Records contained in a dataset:

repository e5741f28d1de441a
use serde::Deserialize;
use std::{path::PathBuf, time::Duration};

use crate::services::DEFAULT_MEMBERSHIP_TTL;

/// Application configuration loaded from environment variables
#[derive(Debug, Deserialize, Clone)]
pub struct Config {
    /// Base URL of the Catalog API
    #[serde(default = "default_catalog_api_url")]
    pub catalog_api_url: String,

    /// Seconds before a membership snapshot is considered stale
    #[serde(default = "default_membership_ttl_secs")]
    pub membership_ttl_secs: u64,

    /// Per-request timeout for Catalog API calls
    #[serde(default = "default_request_timeout_secs")]
    pub request_timeout_secs: u64,

    /// Where the session token is persisted; in-memory when unset
    #[serde(default)]
    pub session_file: Option<PathBuf>,

    /// Server host address
    #[serde(default = "default_host")]
    pub host: String,

    /// Server port
    #[serde(default = "default_port")]
    pub port: u16,
}

fn default_catalog_api_url() -> String {
    "http://localhost:8000".to_string()
}

fn default_membership_ttl_secs() -> u64 {
    DEFAULT_MEMBERSHIP_TTL.as_secs()
}

fn default_request_timeout_secs() -> u64 {
    30
}

fn default_host() -> String {
    "127.0.0.1".to_string()
}

fn default_port() -> u16 {
    3000
}

impl Config {
    /// Load configuration from environment variables
    pub fn from_env() -> anyhow::Result<Self> {
        dotenvy::dotenv().ok();
        envy::from_env::<Config>().map_err(|e| anyhow::anyhow!("Failed to load config: {}", e))
    }

    pub fn membership_ttl(&self) -> Duration {
        Duration::from_secs(self.membership_ttl_secs)
    }

    pub fn request_timeout(&self) -> Duration {
        Duration::from_secs(self.request_timeout_secs)
    }

    pub fn bind_addr(&self) -> String {
        format!("{}:{}", self.host, self.port)
    }
}
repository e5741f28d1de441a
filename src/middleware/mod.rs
pub mod request_id;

The task: Would you please output every record again, exactly?

Completed task:
repository e5741f28d1de441a
use serde::Deserialize;
use std::{path::PathBuf, time::Duration};

use crate::services::DEFAULT_MEMBERSHIP_TTL;

/// Application configuration loaded from environment variables
#[derive(Debug, Deserialize, Clone)]
pub struct Config {
    /// Base URL of the Catalog API
    #[serde(default = "default_catalog_api_url")]
    pub catalog_api_url: String,

    /// Seconds before a membership snapshot is considered stale
    #[serde(default = "default_membership_ttl_secs")]
    pub membership_ttl_secs: u64,

    /// Per-request timeout for Catalog API calls
    #[serde(default = "default_request_timeout_secs")]
    pub request_timeout_secs: u64,

    /// Where the session token is persisted; in-memory when unset
    #[serde(default)]
    pub session_file: Option<PathBuf>,

    /// Server host address
    #[serde(default = "default_host")]
    pub host: String,

    /// Server port
    #[serde(default = "default_port")]
    pub port: u16,
}

fn default_catalog_api_url() -> String {
    "http://localhost:8000".to_string()
}

fn default_membership_ttl_secs() -> u64 {
    DEFAULT_MEMBERSHIP_TTL.as_secs()
}

fn default_request_timeout_secs() -> u64 {
    30
}

fn default_host() -> String {
    "127.0.0.1".to_string()
}

fn default_port() -> u16 {
    3000
}

impl Config {
    /// Load configuration from environment variables
    pub fn from_env() -> anyhow::Result<Self> {
        dotenvy::dotenv().ok();
        envy::from_env::<Config>().map_err(|e| anyhow::anyhow!("Failed to load config: {}", e))
    }

    pub fn membership_ttl(&self) -> Duration {
        Duration::from_secs(self.membership_ttl_secs)
    }

    pub fn request_timeout(&self) -> Duration {
        Duration::from_secs(self.request_timeout_secs)
    }

    pub fn bind_addr(&self) -> String {
        format!("{}:{}", self.host, self.port)
    }
}
repository e5741f28d1de441a
filename src/middleware/mod.rs
pub mod request_id;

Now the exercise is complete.